**Task objective**
Your task is to copy each line in the listing that includes the word "Asha".

**Source material**

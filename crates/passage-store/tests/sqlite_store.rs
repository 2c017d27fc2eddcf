//! Trait-level battery over the SQLite backend: admin self-healing,
//! whitelist-driven CRUD, and the dashboard aggregates.

use serde_json::{Value, json};

use passage_core::{ClientField, client, credentials};
use passage_store::admin::{self, CredentialError};
use passage_store::{SqliteStore, Store};

async fn fresh_store() -> SqliteStore {
    let store = SqliteStore::connect("sqlite::memory:").await.unwrap();
    store.init_schema().await.unwrap();
    store
}

fn create_fields(value: Value) -> Vec<ClientField> {
    client::collect_for_create(value.as_object().unwrap()).unwrap()
}

fn update_fields(value: Value) -> Vec<ClientField> {
    client::collect_for_update(value.as_object().unwrap()).unwrap()
}

#[tokio::test]
async fn init_schema_is_idempotent() {
    let store = fresh_store().await;
    store.init_schema().await.unwrap();
    store.init_schema().await.unwrap();
}

#[tokio::test]
async fn ensure_admin_creates_default_account_once() {
    let store = fresh_store().await;
    admin::ensure_admin(&store).await.unwrap();
    admin::ensure_admin(&store).await.unwrap();

    let account = store.find_admin().await.unwrap().unwrap();
    assert_eq!(account.username, "admin");
    assert_eq!(account.password, credentials::digest("admin123"));

    // Still exactly one row: the default username resolves to the same id.
    let by_name = store.find_admin_by_username("admin").await.unwrap().unwrap();
    assert_eq!(by_name.id, account.id);
}

#[tokio::test]
async fn ensure_admin_repairs_plaintext_password() {
    let store = fresh_store().await;
    store.insert_admin("admin", "admin123").await.unwrap();

    admin::ensure_admin(&store).await.unwrap();

    let account = store.find_admin().await.unwrap().unwrap();
    assert_eq!(account.password.len(), 64);
    assert!(credentials::verify("admin123", &account.password));
}

#[tokio::test]
async fn ensure_admin_repairs_known_bad_digest() {
    let store = fresh_store().await;
    store
        .insert_admin("admin", credentials::LEGACY_BAD_DIGEST)
        .await
        .unwrap();

    admin::ensure_admin(&store).await.unwrap();

    let account = store.find_admin().await.unwrap().unwrap();
    assert_eq!(account.password, credentials::digest("admin123"));
}

#[tokio::test]
async fn ensure_admin_leaves_custom_credentials_alone() {
    let store = fresh_store().await;
    store
        .insert_admin("operator", &credentials::digest("hunter2hunter2"))
        .await
        .unwrap();

    admin::ensure_admin(&store).await.unwrap();

    let account = store.find_admin().await.unwrap().unwrap();
    assert_eq!(account.username, "operator");
    assert!(credentials::verify("hunter2hunter2", &account.password));
}

#[tokio::test]
async fn change_credentials_validates_and_applies() {
    let store = fresh_store().await;
    admin::ensure_admin(&store).await.unwrap();

    let err = admin::change_credentials(&store, "", "ops", "secret99")
        .await
        .unwrap_err();
    assert!(matches!(err, CredentialError::Validation(_)));

    let err = admin::change_credentials(&store, "admin123", "ab", "secret99")
        .await
        .unwrap_err();
    assert!(matches!(err, CredentialError::Validation(_)));

    let err = admin::change_credentials(&store, "admin123", "ops-admin", "short")
        .await
        .unwrap_err();
    assert!(matches!(err, CredentialError::Validation(_)));

    let err = admin::change_credentials(&store, "wrong-pass", "ops-admin", "secret99")
        .await
        .unwrap_err();
    assert!(matches!(err, CredentialError::InvalidCredential));

    let username = admin::change_credentials(&store, "admin123", "ops-admin", "secret99")
        .await
        .unwrap();
    assert_eq!(username, "ops-admin");

    let account = store.find_admin().await.unwrap().unwrap();
    assert_eq!(account.username, "ops-admin");
    assert!(credentials::verify("secret99", &account.password));
    assert!(!credentials::verify("admin123", &account.password));
}

#[tokio::test]
async fn insert_applies_schema_defaults() {
    let store = fresh_store().await;
    let id = store
        .insert_client(&create_fields(json!({"name": "Ravi", "phone": "9999999999"})))
        .await
        .unwrap();

    let record = store.get_client(id).await.unwrap().unwrap();
    assert_eq!(record.name, "Ravi");
    assert_eq!(record.phone, "9999999999");
    assert_eq!(record.interview_status, "pending");
    assert_eq!(record.passport_submitted_by, "self");
    assert_eq!(record.mofa_status, "not_applied");
    assert_eq!(record.takamual_status, "not_required");
    assert_eq!(record.agreement_process, "not_created");
    assert_eq!(record.client_signed, "no");
    assert_eq!(record.ticket_status, "not_booked");
    assert_eq!(record.passport_fee, 0.0);
    assert_eq!(record.advance_payment, 0.0);
    assert_eq!(record.full_payment, 0.0);
}

#[tokio::test]
async fn partial_update_preserves_untouched_fields() {
    let store = fresh_store().await;
    let id = store
        .insert_client(&create_fields(json!({"name": "A", "phone": "1"})))
        .await
        .unwrap();

    store
        .update_client(id, &update_fields(json!({"visa_status": "approved"})))
        .await
        .unwrap();

    let record = store.get_client(id).await.unwrap().unwrap();
    assert_eq!(record.name, "A");
    assert_eq!(record.phone, "1");
    assert_eq!(record.visa_status, "approved");
    assert!(record.updated_at >= record.created_at);
}

#[tokio::test]
async fn empty_update_only_refreshes_timestamp() {
    let store = fresh_store().await;
    let id = store
        .insert_client(&create_fields(json!({"name": "A", "phone": "1"})))
        .await
        .unwrap();

    store.update_client(id, &[]).await.unwrap();

    let record = store.get_client(id).await.unwrap().unwrap();
    assert_eq!(record.name, "A");
}

#[tokio::test]
async fn update_and_delete_of_missing_id_are_no_ops() {
    let store = fresh_store().await;
    store
        .update_client(424242, &update_fields(json!({"name": "ghost"})))
        .await
        .unwrap();
    store.delete_client(424242).await.unwrap();
    assert!(store.get_client(424242).await.unwrap().is_none());
}

#[tokio::test]
async fn listing_returns_newest_first() {
    let store = fresh_store().await;
    let mut ids = Vec::new();
    for name in ["first", "second", "third"] {
        ids.push(
            store
                .insert_client(&create_fields(json!({"name": name, "phone": "1"})))
                .await
                .unwrap(),
        );
    }

    let listed: Vec<i64> = store
        .list_clients()
        .await
        .unwrap()
        .iter()
        .map(|c| c.id)
        .collect();
    ids.reverse();
    assert_eq!(listed, ids);
}

#[tokio::test]
async fn delete_removes_only_the_target_row() {
    let store = fresh_store().await;
    let keep = store
        .insert_client(&create_fields(json!({"name": "keep", "phone": "1"})))
        .await
        .unwrap();
    let drop = store
        .insert_client(&create_fields(json!({"name": "drop", "phone": "2"})))
        .await
        .unwrap();

    store.delete_client(drop).await.unwrap();

    assert!(store.get_client(drop).await.unwrap().is_none());
    assert!(store.get_client(keep).await.unwrap().is_some());
}

#[tokio::test]
async fn stats_on_empty_repository_are_all_zero() {
    let store = fresh_store().await;
    store
        .insert_client(&create_fields(json!({"name": "gone", "phone": "1"})))
        .await
        .unwrap();
    store.clear_clients().await.unwrap();

    let stats = store.stats().await.unwrap();
    assert_eq!(stats.total_clients, 0);
    assert_eq!(stats.interview_pending, 0);
    assert_eq!(stats.interview_passed, 0);
    assert_eq!(stats.visa_approved, 0);
    assert_eq!(stats.visa_processing, 0);
    assert_eq!(stats.total_advance, 0.0);
    assert_eq!(stats.total_full_payment, 0.0);
    assert_eq!(stats.total_passport_fee, 0.0);
    assert_eq!(stats.total_revenue, 0.0);
    assert_eq!(stats.ready_to_fly, 0);
}

#[tokio::test]
async fn stats_counts_and_sums_match_the_pipeline() {
    let store = fresh_store().await;

    // Interview scheduled, fee paid through the agency.
    store
        .insert_client(&create_fields(json!({
            "name": "Asha", "phone": "1",
            "interview_status": "scheduled",
            "passport_submitted_by": "agency",
            "passport_fee": 100,
            "advance_payment": 200,
        })))
        .await
        .unwrap();
    // Passed interview, visa still in process.
    store
        .insert_client(&create_fields(json!({
            "name": "Binod", "phone": "2",
            "interview_status": "passed",
            "visa_status": "applied",
            "passport_fee": 50,
            "full_payment": 300,
        })))
        .await
        .unwrap();
    // Approved visa with a flying date.
    store
        .insert_client(&create_fields(json!({
            "name": "Chitra", "phone": "3",
            "interview_status": "selected",
            "visa_status": "approved",
            "flying_date": "2025-01-15",
        })))
        .await
        .unwrap();
    // Approved visa, not yet booked.
    store
        .insert_client(&create_fields(json!({
            "name": "Deepa", "phone": "4",
            "visa_status": "approved",
        })))
        .await
        .unwrap();

    let stats = store.stats().await.unwrap();
    assert_eq!(stats.total_clients, 4);
    // Deepa's interview_status defaulted to pending; Asha's is scheduled.
    assert_eq!(stats.interview_pending, 2);
    assert_eq!(stats.interview_passed, 2);
    assert_eq!(stats.visa_approved, 2);
    assert_eq!(stats.visa_processing, 1);
    assert_eq!(stats.total_advance, 200.0);
    assert_eq!(stats.total_full_payment, 300.0);
    // Only the agency-submitted passport fee counts.
    assert_eq!(stats.total_passport_fee, 100.0);
    assert_eq!(
        stats.total_revenue,
        stats.total_advance + stats.total_full_payment + stats.total_passport_fee
    );
    assert_eq!(stats.ready_to_fly, 1);
}

#[tokio::test]
async fn connect_dispatches_sqlite_for_plain_urls() {
    let store = passage_store::connect("sqlite::memory:").await.unwrap();
    assert_eq!(store.backend(), "sqlite");
}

**Exercise result**
            "name": "Asha", "phone": "1",
    // Deepa's interview_status defaulted to pending; Asha's is scheduled.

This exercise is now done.